Task details
Your task is to print each entry exactly as written.

[Recorded data]
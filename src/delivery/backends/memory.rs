//! In-memory delivery backend for unit testing.

use parking_lot::RwLock;
use std::sync::atomic::{AtomicBool, Ordering};
use std::sync::Arc;

use crate::delivery::backend::{
    DeliveryError, DeliveryRequest, NotificationBackend, NotificationHandle,
};
use crate::models::Permission;

/// A delivered notification held by the [`MemoryBackend`]. Exposes test
/// helpers to inspect the request and to simulate a user click.
pub struct MemoryNotification {
    request: DeliveryRequest,
    closed: AtomicBool,
}

impl MemoryNotification {
    pub fn title(&self) -> &str {
        &self.request.title
    }

    pub fn body(&self) -> Option<&str> {
        self.request.body.as_deref()
    }

    pub fn tag(&self) -> Option<&str> {
        self.request.tag.as_deref()
    }

    pub fn data(&self) -> &serde_json::Value {
        &self.request.data
    }

    /// Simulate a user click: invoke the click handler with the attached
    /// payload, then close the notification (the surface's click contract).
    pub fn click(&self) {
        if let Some(on_click) = &self.request.on_click {
            on_click(&self.request.data);
        }
        self.close();
    }
}

impl NotificationHandle for MemoryNotification {
    fn close(&self) {
        self.closed.store(true, Ordering::SeqCst);
    }

    fn is_closed(&self) -> bool {
        self.closed.load(Ordering::SeqCst)
    }
}

/// In-memory [`NotificationBackend`] that records every delivery.
pub struct MemoryBackend {
    supported: bool,
    permission: RwLock<Permission>,
    /// What `request_permission` resolves to.
    prompt_outcome: Permission,
    delivered: RwLock<Vec<Arc<MemoryNotification>>>,
}

impl MemoryBackend {
    /// Backend in the initial `default` permission state; prompting grants.
    pub fn new() -> Self {
        Self {
            supported: true,
            permission: RwLock::new(Permission::Default),
            prompt_outcome: Permission::Granted,
            delivered: RwLock::new(Vec::new()),
        }
    }

    /// Backend already in the given permission state.
    pub fn with_permission(permission: Permission) -> Self {
        Self {
            permission: RwLock::new(permission),
            ..Self::new()
        }
    }

    /// Backend that reports an unsupported environment.
    pub fn unsupported() -> Self {
        Self {
            supported: false,
            ..Self::new()
        }
    }

    /// Backend whose permission prompt resolves to `outcome`.
    pub fn with_prompt_outcome(outcome: Permission) -> Self {
        Self {
            prompt_outcome: outcome,
            ..Self::new()
        }
    }

    /// Snapshot of every delivered notification, in delivery order.
    pub fn delivered(&self) -> Vec<Arc<MemoryNotification>> {
        self.delivered.read().clone()
    }

    /// Number of deliveries so far.
    pub fn delivered_count(&self) -> usize {
        self.delivered.read().len()
    }
}

impl Default for MemoryBackend {
    fn default() -> Self {
        Self::new()
    }
}

#[async_trait::async_trait]
impl NotificationBackend for MemoryBackend {
    fn is_supported(&self) -> bool {
        self.supported
    }

    fn permission(&self) -> Permission {
        if !self.supported {
            return Permission::Unsupported;
        }
        *self.permission.read()
    }

    async fn request_permission(&self) -> Permission {
        if !self.supported {
            return Permission::Unsupported;
        }
        let mut permission = self.permission.write();
        // The prompt only changes an undecided state, as the platform would.
        if *permission == Permission::Default {
            *permission = self.prompt_outcome;
        }
        *permission
    }

    fn deliver(
        &self,
        request: DeliveryRequest,
    ) -> Result<Arc<dyn NotificationHandle>, DeliveryError> {
        if !self.supported {
            return Err(DeliveryError::Unsupported);
        }
        let notification = Arc::new(MemoryNotification {
            request,
            closed: AtomicBool::new(false),
        });
        self.delivered.write().push(Arc::clone(&notification));
        Ok(notification)
    }
}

Response to this task
filename src/delivery/backends/memory.rs
//! In-memory delivery backend for unit testing.

use parking_lot::RwLock;
use std::sync::atomic::{AtomicBool, Ordering};
use std::sync::Arc;

use crate::delivery::backend::{
    DeliveryError, DeliveryRequest, NotificationBackend, NotificationHandle,
};
use crate::models::Permission;

/// A delivered notification held by the [`MemoryBackend`]. Exposes test
/// helpers to inspect the request and to simulate a user click.
pub struct MemoryNotification {
    request: DeliveryRequest,
    closed: AtomicBool,
}

impl MemoryNotification {
    pub fn title(&self) -> &str {
        &self.request.title
    }

    pub fn body(&self) -> Option<&str> {
        self.request.body.as_deref()
    }

    pub fn tag(&self) -> Option<&str> {
        self.request.tag.as_deref()
    }

    pub fn data(&self) -> &serde_json::Value {
        &self.request.data
    }

    /// Simulate a user click: invoke the click handler with the attached
    /// payload, then close the notification (the surface's click contract).
    pub fn click(&self) {
        if let Some(on_click) = &self.request.on_click {
            on_click(&self.request.data);
        }
        self.close();
    }
}

impl NotificationHandle for MemoryNotification {
    fn close(&self) {
        self.closed.store(true, Ordering::SeqCst);
    }

    fn is_closed(&self) -> bool {
        self.closed.load(Ordering::SeqCst)
    }
}

/// In-memory [`NotificationBackend`] that records every delivery.
pub struct MemoryBackend {
    supported: bool,
    permission: RwLock<Permission>,
    /// What `request_permission` resolves to.
    prompt_outcome: Permission,
    delivered: RwLock<Vec<Arc<MemoryNotification>>>,
}

impl MemoryBackend {
    /// Backend in the initial `default` permission state; prompting grants.
    pub fn new() -> Self {
        Self {
            supported: true,
            permission: RwLock::new(Permission::Default),
            prompt_outcome: Permission::Granted,
            delivered: RwLock::new(Vec::new()),
        }
    }

    /// Backend already in the given permission state.
    pub fn with_permission(permission: Permission) -> Self {
        Self {
            permission: RwLock::new(permission),
            ..Self::new()
        }
    }

    /// Backend that reports an unsupported environment.
    pub fn unsupported() -> Self {
        Self {
            supported: false,
            ..Self::new()
        }
    }

    /// Backend whose permission prompt resolves to `outcome`.
    pub fn with_prompt_outcome(outcome: Permission) -> Self {
        Self {
            prompt_outcome: outcome,
            ..Self::new()
        }
    }

    /// Snapshot of every delivered notification, in delivery order.
    pub fn delivered(&self) -> Vec<Arc<MemoryNotification>> {
        self.delivered.read().clone()
    }

    /// Number of deliveries so far.
    pub fn delivered_count(&self) -> usize {
        self.delivered.read().len()
    }
}

impl Default for MemoryBackend {
    fn default() -> Self {
        Self::new()
    }
}

#[async_trait::async_trait]
impl NotificationBackend for MemoryBackend {
    fn is_supported(&self) -> bool {
        self.supported
    }

    fn permission(&self) -> Permission {
        if !self.supported {
            return Permission::Unsupported;
        }
        *self.permission.read()
    }

    async fn request_permission(&self) -> Permission {
        if !self.supported {
            return Permission::Unsupported;
        }
        let mut permission = self.permission.write();
        // The prompt only changes an undecided state, as the platform would.
        if *permission == Permission::Default {
            *permission = self.prompt_outcome;
        }
        *permission
    }

    fn deliver(
        &self,
        request: DeliveryRequest,
    ) -> Result<Arc<dyn NotificationHandle>, DeliveryError> {
        if !self.supported {
            return Err(DeliveryError::Unsupported);
        }
        let notification = Arc::new(MemoryNotification {
            request,
            closed: AtomicBool::new(false),
        });
        self.delivered.write().push(Arc::clone(&notification));
        Ok(notification)
    }
}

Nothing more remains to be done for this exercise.